**Assigned task:**
Given the listing that follows, report all lines in which the string "Serialize" occurs.

**Available records:**
- - -

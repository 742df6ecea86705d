use std::sync::Arc;

use tracing::info;

use crate::common::errors::EngineError;
use crate::common::types::{RoomId, UserId};
use crate::config::{Config, PlayerSettings};
use crate::gateway::{Gateway, PresenceEvent};
use crate::player::PlaybackController;
use crate::presence::{PresenceResolver, PresenceStore};
use crate::queue::{PlaybackQueue, SourceKind, Track};
use crate::sources::{SearchResult, SourceManager};
use crate::transport::AudioStreamer;

/// Typed outcome of a command. Rendering to chat text is the embedder's job.
#[derive(Debug)]
pub enum Reply {
    Enqueued(Track),
    Paused,
    Resumed,
    NothingPlaying,
    NotPaused,
    Stopped,
    Skipped(Track),
    Removed(Track),
    Queue(Vec<Track>),
    SearchResults(Vec<SearchResult>),
    DefaultSource(SourceKind),
    SmartPlay(bool),
}

/// The engine facade the command layer talks to.
///
/// Owns the presence cache, the queue and the playback controller, and
/// wires them to the external gateway, provider and transport collaborators.
/// Construct once per process.
pub struct Engine {
    store: Arc<PresenceStore>,
    resolver: PresenceResolver,
    controller: Arc<PlaybackController>,
    sources: Arc<SourceManager>,
    settings: Arc<PlayerSettings>,
    queue: Arc<PlaybackQueue>,
}

impl Engine {
    pub fn new(
        config: &Config,
        gateway: Arc<dyn Gateway>,
        streamer: Arc<dyn AudioStreamer>,
    ) -> Self {
        let store = Arc::new(PresenceStore::new());
        let resolver = PresenceResolver::new(store.clone(), gateway.clone(), &config.presence);
        let queue = Arc::new(PlaybackQueue::new());
        let sources = Arc::new(SourceManager::new(config));
        let settings = Arc::new(PlayerSettings::new(&config.player));
        let controller = PlaybackController::new(
            queue.clone(),
            sources.clone(),
            gateway,
            streamer,
            settings.clone(),
            &config.player,
        );

        Self {
            store,
            resolver,
            controller,
            sources,
            settings,
            queue,
        }
    }

    /// The presence cache, for wiring into the gateway's event stream.
    pub fn presence(&self) -> Arc<PresenceStore> {
        self.store.clone()
    }

    /// Feed one gateway voice-state event into the presence cache.
    pub fn handle_presence_event(&self, event: &PresenceEvent) {
        self.store.apply(event);
    }

    /// Resolve the caller's voice channel, search the provider and enqueue
    /// the best match. Starts playback if the loop is idle.
    pub async fn play(
        &self,
        room: &RoomId,
        user: &UserId,
        query: &str,
        source: Option<SourceKind>,
    ) -> Result<Reply, EngineError> {
        let channel = self.resolver.resolve(room, user).await?;
        let kind = source.unwrap_or_else(|| self.settings.default_source());
        let provider = self
            .sources
            .by_kind(kind)
            .ok_or_else(|| EngineError::UnknownSource(kind.to_string()))?;

        let results = provider.search(query).await?;
        let first = results.into_iter().next().ok_or(EngineError::NoResults)?;
        let track = first.into_track(kind);

        info!(
            "enqueueing '{}' by {} for {} in {}",
            track.title, track.artist, user, room
        );
        self.controller
            .enqueue_and_ensure_running(room, &channel, track.clone())
            .await?;
        Ok(Reply::Enqueued(track))
    }

    /// Search without touching the queue.
    pub async fn search(
        &self,
        query: &str,
        source: Option<SourceKind>,
    ) -> Result<Reply, EngineError> {
        let kind = source.unwrap_or_else(|| self.settings.default_source());
        let provider = self
            .sources
            .by_kind(kind)
            .ok_or_else(|| EngineError::UnknownSource(kind.to_string()))?;

        let results = provider.search(query).await?;
        if results.is_empty() {
            return Err(EngineError::NoResults);
        }
        Ok(Reply::SearchResults(results))
    }

    pub fn pause(&self) -> Reply {
        if self.controller.pause() {
            Reply::Paused
        } else {
            Reply::NothingPlaying
        }
    }

    pub fn resume(&self) -> Reply {
        if self.controller.resume() {
            Reply::Resumed
        } else {
            Reply::NotPaused
        }
    }

    pub fn stop(&self) -> Reply {
        self.controller.stop();
        Reply::Stopped
    }

    pub fn skip(&self) -> Result<Reply, EngineError> {
        let next = self.controller.skip()?;
        Ok(Reply::Skipped(next))
    }

    pub fn list_queue(&self) -> Reply {
        Reply::Queue(self.queue.snapshot())
    }

    pub fn remove_at(&self, index: usize) -> Result<Reply, EngineError> {
        let removed = self.queue.remove(index)?;
        Ok(Reply::Removed(removed))
    }

    pub fn set_default_source(&self, kind: SourceKind) -> Reply {
        self.settings.set_default_source(kind);
        Reply::DefaultSource(kind)
    }

    pub fn set_smart_play(&self, enabled: bool) -> Reply {
        self.settings.set_smart_play(enabled);
        Reply::SmartPlay(enabled)
    }

    /// Tear down all voice sessions. Call on process shutdown.
    pub async fn shutdown(&self) {
        self.controller.stop();
        self.controller.leave_all().await;
    }
}
use std::time::Duration;

use async_trait::async_trait;

use crate::common::errors::StreamError;
use crate::gateway::TransportHandle;

/// Where the audio for a track comes from.
#[derive(Debug, Clone, PartialEq)]
pub enum StreamLocation {
    /// Synthetic silence of a fixed duration. Used for test identifiers to
    /// prove transport health without a real media source.
    Placeholder { duration: Duration },
    /// Opaque locator the encoder can consume (direct URL, file path, ...).
    Remote(String),
}

impl StreamLocation {
    pub fn is_placeholder(&self) -> bool {
        matches!(self, Self::Placeholder { .. })
    }
}

/// The transcoding/transport session collaborator.
///
/// Implementations pull audio from a [`StreamLocation`], encode it and push
/// frames through the voice connection behind the handle.
#[async_trait]
pub trait AudioStreamer: Send + Sync {
    /// Stream the source into the voice connection. Blocks the task until
    /// the stream finishes or fails.
    async fn stream_into(
        &self,
        handle: &TransportHandle,
        location: &StreamLocation,
    ) -> Result<(), StreamError>;

    /// Pause or resume the in-flight stream for this connection.
    fn set_paused(&self, handle: &TransportHandle, paused: bool);

    /// Release encoder resources held for this connection. An in-flight
    /// `stream_into` call is expected to return shortly afterwards.
    fn cleanup(&self, handle: &TransportHandle);
}
pub mod spotify;
pub mod youtube;

use async_trait::async_trait;
use serde::{Deserialize, Serialize};
use tracing::info;

use crate::common::errors::SourceError;
use crate::config::Config;
use crate::queue::{SourceKind, Track};
use crate::transport::StreamLocation;

/// One catalog entry returned by a provider search.
#[derive(Debug, Clone, Serialize, Deserialize)]
pub struct SearchResult {
    pub id: String,
    pub title: String,
    pub artist: String,
    pub duration_secs: Option<u64>,
    pub genre: String,
}

impl SearchResult {
    /// Turn this result into a queueable track for the given provider.
    pub fn into_track(self, kind: SourceKind) -> Track {
        Track {
            title: self.title,
            artist: self.artist,
            identifier: self.id,
            source: kind,
            genre: self.genre,
            duration_secs: self.duration_secs,
        }
    }
}

/// A media-catalog/source-resolution provider for one platform.
#[async_trait]
pub trait AudioSource: Send + Sync {
    /// Human-readable source name (e.g. "YouTube").
    fn name(&self) -> &'static str;

    /// The provider tag tracks from this source carry.
    fn kind(&self) -> SourceKind;

    /// Search the catalog for candidate tracks, best match first.
    async fn search(&self, query: &str) -> Result<Vec<SearchResult>, SourceError>;

    /// Resolve a track identifier into a streamable location.
    async fn resolve(&self, identifier: &str) -> Result<StreamLocation, SourceError>;

    /// Genre-based recommendations, used by the smart-play refill.
    async fn recommend(&self, genre: &str) -> Result<Vec<SearchResult>, SourceError>;
}

pub type BoxedSource = Box<dyn AudioSource>;

/// Registry of enabled sources, keyed by provider tag.
pub struct SourceManager {
    sources: Vec<BoxedSource>,
}

impl SourceManager {
    pub fn new(config: &Config) -> Self {
        let mut sources: Vec<BoxedSource> = Vec::new();
        let placeholder_ms = config.player.placeholder_ms;

        if config.sources.youtube {
            info!("Loaded source: YouTube");
            sources.push(Box::new(youtube::YouTubeSource::new(
                config.sources.youtube_api_key.clone(),
                placeholder_ms,
            )));
        }
        if config.sources.spotify {
            info!("Loaded source: Spotify");
            sources.push(Box::new(spotify::SpotifySource::new(placeholder_ms)));
        }

        Self { sources }
    }

    #[cfg(test)]
    pub(crate) fn with_sources(sources: Vec<BoxedSource>) -> Self {
        Self { sources }
    }

    /// Find the source registered for a provider tag.
    pub fn by_kind(&self, kind: SourceKind) -> Option<&dyn AudioSource> {
        self.sources
            .iter()
            .find(|s| s.kind() == kind)
            .map(|s| s.as_ref())
    }

    /// Names of all registered sources.
    pub fn source_names(&self) -> Vec<&'static str> {
        self.sources.iter().map(|s| s.name()).collect()
    }
}

#[cfg(test)]
mod tests {
    use super::*;

    #[test]
    fn manager_registers_enabled_sources() {
        let manager = SourceManager::new(&Config::default());
        assert_eq!(manager.source_names(), vec!["YouTube", "Spotify"]);
        assert!(manager.by_kind(SourceKind::YouTube).is_some());
        assert!(manager.by_kind(SourceKind::Spotify).is_some());
    }

    #[test]
    fn disabled_source_is_not_registered() {
        let mut config = Config::default();
        config.sources.spotify = false;
        let manager = SourceManager::new(&config);
        assert!(manager.by_kind(SourceKind::Spotify).is_none());
    }
}
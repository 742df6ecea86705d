pub mod common;
pub mod config;
pub mod engine;
pub mod gateway;
pub mod player;
pub mod presence;
pub mod queue;
pub mod sources;
pub mod transport;

pub use common::errors::EngineError;
pub use common::types::{ChannelId, RoomId, UserId};
pub use engine::{Engine, Reply};
pub use queue::{PlaybackQueue, SourceKind, Track};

- - -

**Answer space:**
use serde::{Deserialize, Serialize};
#[derive(Debug, Clone, Serialize, Deserialize)]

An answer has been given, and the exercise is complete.